In Miniature: How Small Things Illuminate The World Simon Garfield Canongate €18.10
One of many startling revelations in Simon Garfield’s new book is that Rod Stewart, Roger Daltrey and Neil Young are all compulsive model railway enthusiasts. Indeed, for many years Young wrote a problem-solving column in a leading modelling magazine, answering questions such as ‘Do I really need 18 volts to run Trainmaster Command Control?’ This, as the author dryly observes, from the same man who wrote Heart Of Gold and Harvest.
But that’s the striking thing about this celebration of minute modelling – the desire to reduce the world around us to manageable proportions can fire up the most unlikely person and quickly mutate from a hobby into a passion.
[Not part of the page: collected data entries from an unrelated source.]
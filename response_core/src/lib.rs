//! # Response Core (The Graphmaster)
//!
//! The decision core of a rule-based conversational agent. Given a user
//! utterance plus conversational context (previous bot utterance, active
//! topic), the core retrieves the single best-matching response template
//! from an ordered trie and recursively evaluates it into literal output
//! text, consulting per-user history and possibly re-entering the matcher
//! through symbolic reduction.
//!
//! ## Core Components
//!
//! - **normalize**: canonical token form shared by authored rules and live
//!   utterances
//! - **graph**: the graphmaster trie - path building, insertion, and
//!   ordered wildcard matching
//! - **template**: the markup tree and the tag-dispatching evaluator
//! - **engine**: the top-level `respond` pipeline and rule loading
//!
//! ## Design Philosophy
//!
//! - **Deterministic**: literal > one-word wildcard > many-word wildcard at
//!   every trie node; the first terminal found under that order is *the*
//!   match, with no candidate scoring
//! - **Recoverable**: evaluation-time problems are diagnostics, never
//!   failures - a malformed tag contributes empty text and the rest of the
//!   template still renders
//! - **Swap, don't mutate**: the active trie is read-only; reloads build a
//!   fresh trie and swap it in atomically under in-flight queries

pub mod engine;
pub mod error;
pub mod graph;
pub mod history;
pub mod normalize;
pub mod template;

pub use engine::*;
pub use error::*;
pub use graph::*;
pub use history::*;
pub use normalize::*;
pub use template::*;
Garfield wanders through the world of the miniature and micro-miniature, chronicling a human menagerie of oddballs, obsessives and geniuses who have each made it their life’s work to go small in order to illuminate larger truths and offer a new perspective on life and the universe.
What of ‘retired stationery supplies impresario’ Philip Warren, for instance, who has devoted every spare hour of his adult life to constructing 476 miniature replicas of famous battleships out of matchsticks?
Or farmer Alec Garrard, who spent 30 years creating a meticulous 1:100 representation of the Temple of Jerusalem in his Suffolk barn?
Garrard’s family and friends questioned the mental health of a man ‘fiddling about with an apparently never-ending, meaningless and pointless project’, but neither he nor Warren appear to have regretted a second of their time, Warren describing his misplaced years and 700,000 matchsticks as ‘pure pleasure’.
From flea circuses through to the art of painting a depiction of Cassius Clay fighting Sonny Liston on the head of a pin, In Miniature is a delicious read: quirky, unpredictable and written with a genuine savour for the subject.